#### [LISTED RECORDS]

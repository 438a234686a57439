use crate::config::Config;
use crate::http::{create_router, AppState};
use crate::provider::CompletionClientFactory;
use anyhow::{Context, Result};
use axum::Router;
use std::future::Future;
use std::net::SocketAddr;
use tokio::net::TcpListener;
use tracing::info;

/// Listener plus router; each accepted WebSocket gets its own session
pub struct RelayServer {
    listener: TcpListener,
    router: Router,
    local_addr: SocketAddr,
}

impl RelayServer {
    /// Bind `addr` and prepare the router. Port 0 picks a free port.
    pub async fn bind(addr: &str, state: AppState) -> Result<Self> {
        let listener = TcpListener::bind(addr)
            .await
            .with_context(|| format!("Failed to bind {}", addr))?;
        let local_addr = listener.local_addr()?;

        Ok(Self {
            listener,
            router: create_router(state),
            local_addr,
        })
    }

    /// Build the shared provider client from configuration and bind.
    pub async fn from_config(cfg: &Config) -> Result<Self> {
        let client = CompletionClientFactory::create(&cfg.provider)?;
        let state = AppState::new(client, cfg.session.clone());
        Self::bind(&cfg.bind_addr(), state).await
    }

    pub fn local_addr(&self) -> SocketAddr {
        self.local_addr
    }

    /// Serve until Ctrl-C
    pub async fn serve(self) -> Result<()> {
        self.serve_with_shutdown(async {
            let _ = tokio::signal::ctrl_c().await;
            info!("Shutdown signal received");
        })
        .await
    }

    /// Serve until `shutdown` resolves
    pub async fn serve_with_shutdown<F>(self, shutdown: F) -> Result<()>
    where
        F: Future<Output = ()> + Send + 'static,
    {
        info!("Server started on http://{}", self.local_addr);
        info!("Chat page: http://{}/chat", self.local_addr);

        axum::serve(self.listener, self.router)
            .with_graceful_shutdown(shutdown)
            .await
            .context("HTTP server error")?;

        info!("Server stopped");
        Ok(())
    }
}
//! Text-generation provider access
//!
//! - `CompletionClient` trait shared by every connection
//! - Gemini `generateContent` implementation with a per-call deadline
//! - `CompletionOutcome` taxonomy and provider error classification

pub mod client;
pub mod gemini;
pub mod messages;
pub mod outcome;
pub mod prompt;

pub use client::{CompletionClient, CompletionClientFactory, UnavailableClient};
pub use gemini::GeminiClient;
pub use outcome::{CompletionOutcome, ProviderError};
use anyhow::{Context, Result};
use serde::Deserialize;

use crate::session::SessionConfig;

/// Environment variables checked, in order, for the provider credential
pub const API_KEY_ENV_VARS: &[&str] = &["GEMINI_API_KEY", "GOOGLE_API_KEY", "OPENAI_API_KEY"];

/// Prefix for environment overrides, e.g. `CHAT_RELAY__SERVICE__HTTP__PORT=9100`
const ENV_PREFIX: &str = "CHAT_RELAY";

#[derive(Debug, Clone, Deserialize)]
pub struct Config {
    pub service: ServiceConfig,
    pub provider: ProviderConfig,
    pub session: SessionConfig,
}

#[derive(Debug, Clone, Deserialize)]
pub struct ServiceConfig {
    pub name: String,
    pub http: HttpConfig,
}

#[derive(Debug, Clone, Deserialize)]
pub struct HttpConfig {
    pub bind: String,
    pub port: u16,
}

#[derive(Debug, Clone, Deserialize)]
pub struct ProviderConfig {
    pub model: String,
    pub base_url: String,
    /// Explicit credential; when unset the environment is consulted
    #[serde(default)]
    pub api_key: Option<String>,
    pub max_output_tokens: u32,
    pub temperature: f32,
    /// Deadline for a single provider call
    pub timeout_secs: u64,
}

impl Default for ProviderConfig {
    fn default() -> Self {
        Self {
            model: "gemini-2.5-flash".to_string(),
            base_url: "https://generativelanguage.googleapis.com/v1beta".to_string(),
            api_key: None,
            max_output_tokens: 2048,
            temperature: 0.7,
            timeout_secs: 60,
        }
    }
}

impl ProviderConfig {
    /// Resolve the credential: config value first, then the environment.
    /// Blank values count as absent.
    pub fn resolve_api_key(&self) -> Option<String> {
        self.resolve_api_key_with(|name| std::env::var(name).ok())
    }

    fn resolve_api_key_with(&self, lookup: impl Fn(&str) -> Option<String>) -> Option<String> {
        self.api_key
            .clone()
            .into_iter()
            .chain(API_KEY_ENV_VARS.iter().filter_map(|name| lookup(name)))
            .map(|key| key.trim().to_string())
            .find(|key| !key.is_empty())
    }
}

impl Config {
    /// Load configuration from defaults, an optional file, and `CHAT_RELAY__*`
    /// environment variables (later sources win).
    pub fn load(path: &str) -> Result<Self> {
        let defaults = ProviderConfig::default();

        let settings = config::Config::builder()
            .set_default("service.name", "chat-relay")?
            .set_default("service.http.bind", "0.0.0.0")?
            .set_default("service.http.port", 9000)?
            .set_default("provider.model", defaults.model)?
            .set_default("provider.base_url", defaults.base_url)?
            .set_default(
                "provider.max_output_tokens",
                i64::from(defaults.max_output_tokens),
            )?
            .set_default("provider.temperature", f64::from(defaults.temperature))?
            .set_default("provider.timeout_secs", defaults.timeout_secs as i64)?
            .set_default("session.dispatch", "concurrent")?
            .set_default("session.outbound_buffer", 64)?
            .add_source(config::File::with_name(path).required(false))
            .add_source(config::Environment::with_prefix(ENV_PREFIX).separator("__"))
            .build()
            .with_context(|| format!("Failed to read configuration from {}", path))?;

        settings
            .try_deserialize()
            .context("Invalid configuration")
    }

    pub fn bind_addr(&self) -> String {
        format!("{}:{}", self.service.http.bind, self.service.http.port)
    }
}

#[cfg(test)]
mod tests {
    use super::*;

    #[test]
    fn test_resolve_api_key_prefers_config() {
        let cfg = ProviderConfig {
            api_key: Some("from-config".to_string()),
            ..Default::default()
        };
        let key = cfg.resolve_api_key_with(|_| Some("from-env".to_string()));
        assert_eq!(key.as_deref(), Some("from-config"));
    }

    #[test]
    fn test_resolve_api_key_env_order() {
        let cfg = ProviderConfig::default();
        let key = cfg.resolve_api_key_with(|name| match name {
            "GOOGLE_API_KEY" => Some("google".to_string()),
            "OPENAI_API_KEY" => Some("openai".to_string()),
            _ => None,
        });
        assert_eq!(key.as_deref(), Some("google"));
    }

    #[test]
    fn test_resolve_api_key_skips_blank_values() {
        let cfg = ProviderConfig {
            api_key: Some("   ".to_string()),
            ..Default::default()
        };
        let key = cfg.resolve_api_key_with(|name| match name {
            "GEMINI_API_KEY" => Some(String::new()),
            "OPENAI_API_KEY" => Some(" last ".to_string()),
            _ => None,
        });
        assert_eq!(key.as_deref(), Some("last"));
    }

    #[test]
    fn test_resolve_api_key_absent() {
        let cfg = ProviderConfig::default();
        assert_eq!(cfg.resolve_api_key_with(|_| None), None);
    }
}
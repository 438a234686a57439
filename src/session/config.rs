use serde::{Deserialize, Serialize};

/// How a connection's messages are handed to the provider
#[derive(Debug, Clone, Copy, PartialEq, Eq, Default, Serialize, Deserialize)]
#[serde(rename_all = "lowercase")]
pub enum DispatchMode {
    /// Every message gets its own provider call right away. Replies to
    /// overlapping messages may arrive out of order.
    #[default]
    Concurrent,
    /// One provider call at a time per connection, FIFO. Each echo is sent
    /// when its turn starts, so frames always alternate You/AI.
    Serialized,
}

/// Configuration for a connection session
#[derive(Debug, Clone, Serialize, Deserialize)]
pub struct SessionConfig {
    /// Dispatch policy for provider calls
    pub dispatch: DispatchMode,

    /// Capacity of the outbound frame queue feeding the socket writer, and
    /// of the pending-message queue in serialized mode
    pub outbound_buffer: usize,
}

impl Default for SessionConfig {
    fn default() -> Self {
        Self {
            dispatch: DispatchMode::Concurrent,
            outbound_buffer: 64,
        }
    }
}
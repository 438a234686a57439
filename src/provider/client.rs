use super::gemini::GeminiClient;
use super::outcome::CompletionOutcome;
use crate::config::ProviderConfig;
use anyhow::Result;
use std::sync::Arc;
use tracing::{info, warn};

/// Text-generation provider
///
/// One instance is built at startup and shared by every connection, so
/// implementations must be immutable after construction. Each call is a
/// single-shot request with no conversation history and no retries.
#[async_trait::async_trait]
pub trait CompletionClient: Send + Sync {
    /// Answer one user message. Never fails: every failure mode is an outcome.
    async fn complete(&self, prompt: &str) -> CompletionOutcome;

    /// Provider name for logging
    fn name(&self) -> &str;
}

/// Client used when no credential is available. Performs no I/O.
#[derive(Debug, Default, Clone, Copy)]
pub struct UnavailableClient;

#[async_trait::async_trait]
impl CompletionClient for UnavailableClient {
    async fn complete(&self, _prompt: &str) -> CompletionOutcome {
        CompletionOutcome::Unavailable
    }

    fn name(&self) -> &str {
        "unavailable"
    }
}

/// Completion client factory
pub struct CompletionClientFactory;

impl CompletionClientFactory {
    /// Build the shared client. A missing credential degrades to
    /// [`UnavailableClient`] instead of failing startup.
    pub fn create(config: &ProviderConfig) -> Result<Arc<dyn CompletionClient>> {
        match config.resolve_api_key() {
            Some(api_key) => {
                let client = GeminiClient::new(config.clone(), api_key)?;
                info!("Gemini client initialized (model: {})", config.model);
                Ok(Arc::new(client))
            }
            None => {
                warn!("No provider API key configured; AI replies are disabled");
                Ok(Arc::new(UnavailableClient))
            }
        }
    }
}

#[cfg(test)]
mod tests {
    use super::*;

    #[tokio::test]
    async fn test_unavailable_client_always_unavailable() {
        let client = UnavailableClient;
        for prompt in ["hello", "again", "and again"] {
            assert_eq!(client.complete(prompt).await, CompletionOutcome::Unavailable);
        }
        assert_eq!(client.name(), "unavailable");
    }
}
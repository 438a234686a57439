pub mod frames;

pub use frames::{
    decode_inbound, decode_inbound_bytes, DecodeError, InboundFrame, OutboundFrame, Sender,
    WELCOME_TEXT,
};
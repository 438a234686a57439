use thiserror::Error;

/// Result of one provider invocation, before any client-facing text is derived
#[derive(Debug, Clone, PartialEq, Eq)]
pub enum CompletionOutcome {
    /// Provider produced text (already trimmed)
    Ok(String),
    /// Quota or rate limit exhausted
    RateLimited,
    /// Credential rejected by the provider
    AuthError,
    /// Response carried no extractable text
    Malformed,
    /// No credential was configured at startup
    Unavailable,
    /// Call did not settle before the configured deadline
    Timeout,
    /// Any other failure; the detail is for logs only
    Unknown(String),
}

impl CompletionOutcome {
    pub fn is_ok(&self) -> bool {
        matches!(self, CompletionOutcome::Ok(_))
    }

    /// Short label for log lines
    pub fn kind(&self) -> &'static str {
        match self {
            CompletionOutcome::Ok(_) => "ok",
            CompletionOutcome::RateLimited => "rate_limited",
            CompletionOutcome::AuthError => "auth_error",
            CompletionOutcome::Malformed => "malformed",
            CompletionOutcome::Unavailable => "unavailable",
            CompletionOutcome::Timeout => "timeout",
            CompletionOutcome::Unknown(_) => "unknown",
        }
    }
}

/// Failure of a single provider request
#[derive(Debug, Error)]
pub enum ProviderError {
    #[error("HTTP transport error: {0}")]
    Http(#[from] reqwest::Error),

    #[error("provider returned HTTP {status}: {message}")]
    Api {
        status: u16,
        /// Structured error status, e.g. `RESOURCE_EXHAUSTED`
        code: Option<String>,
        message: String,
    },

    #[error("provider response contained no text")]
    EmptyResponse,

    #[error("provider call exceeded {0:?}")]
    Timeout(std::time::Duration),
}

impl ProviderError {
    /// Map a request failure onto the outcome taxonomy.
    ///
    /// Structured fields (HTTP status, error status code) are checked first,
    /// then the message text. An invalid key comes back as a plain 400.
    pub fn classify(self) -> CompletionOutcome {
        match self {
            ProviderError::EmptyResponse => CompletionOutcome::Malformed,
            ProviderError::Timeout(_) => CompletionOutcome::Timeout,
            ProviderError::Api {
                status,
                code,
                message,
            } => {
                if let Some(outcome) = classify_structured(status, code.as_deref()) {
                    return outcome;
                }
                classify_message(&message).unwrap_or_else(|| {
                    CompletionOutcome::Unknown(format!("HTTP {status}: {message}"))
                })
            }
            ProviderError::Http(e) => {
                if let Some(outcome) = e
                    .status()
                    .and_then(|status| classify_structured(status.as_u16(), None))
                {
                    return outcome;
                }
                // Keep the endpoint URL out of the detail
                CompletionOutcome::Unknown(e.without_url().to_string())
            }
        }
    }
}

fn classify_structured(status: u16, code: Option<&str>) -> Option<CompletionOutcome> {
    match (status, code) {
        (429, _) | (_, Some("RESOURCE_EXHAUSTED")) => Some(CompletionOutcome::RateLimited),
        (401 | 403, _) | (_, Some("UNAUTHENTICATED" | "PERMISSION_DENIED")) => {
            Some(CompletionOutcome::AuthError)
        }
        _ => None,
    }
}

const RATE_LIMIT_MARKERS: &[&str] = &[
    "429",
    "quota",
    "rate limit",
    "rate-limit",
    "too many requests",
];
const AUTH_MARKERS: &[&str] = &[
    "api key",
    "api_key",
    "credential",
    "unauthenticated",
    "unauthorized",
];

// Fallback heuristic: rate-limit markers win over credential markers.
fn classify_message(message: &str) -> Option<CompletionOutcome> {
    let lower = message.to_lowercase();
    if RATE_LIMIT_MARKERS.iter().any(|m| lower.contains(m)) {
        return Some(CompletionOutcome::RateLimited);
    }
    if AUTH_MARKERS.iter().any(|m| lower.contains(m)) {
        return Some(CompletionOutcome::AuthError);
    }
    None
}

#### [TASK TO COMPLETE]
The answer is the lines above between the line holding "pub async fn bind(addr: &str, state: AppState)" and the line holding "let client = CompletionClientFactory::create(&cfg.provider)?;", inclusive, each written out exactly, and no others.

#### [EXPECTED ANSWER]
    pub async fn bind(addr: &str, state: AppState) -> Result<Self> {
        let listener = TcpListener::bind(addr)
            .await
            .with_context(|| format!("Failed to bind {}", addr))?;
        let local_addr = listener.local_addr()?;

        Ok(Self {
            listener,
            router: create_router(state),
            local_addr,
        })
    }

    /// Build the shared provider client from configuration and bind.
    pub async fn from_config(cfg: &Config) -> Result<Self> {
        let client = CompletionClientFactory::create(&cfg.provider)?;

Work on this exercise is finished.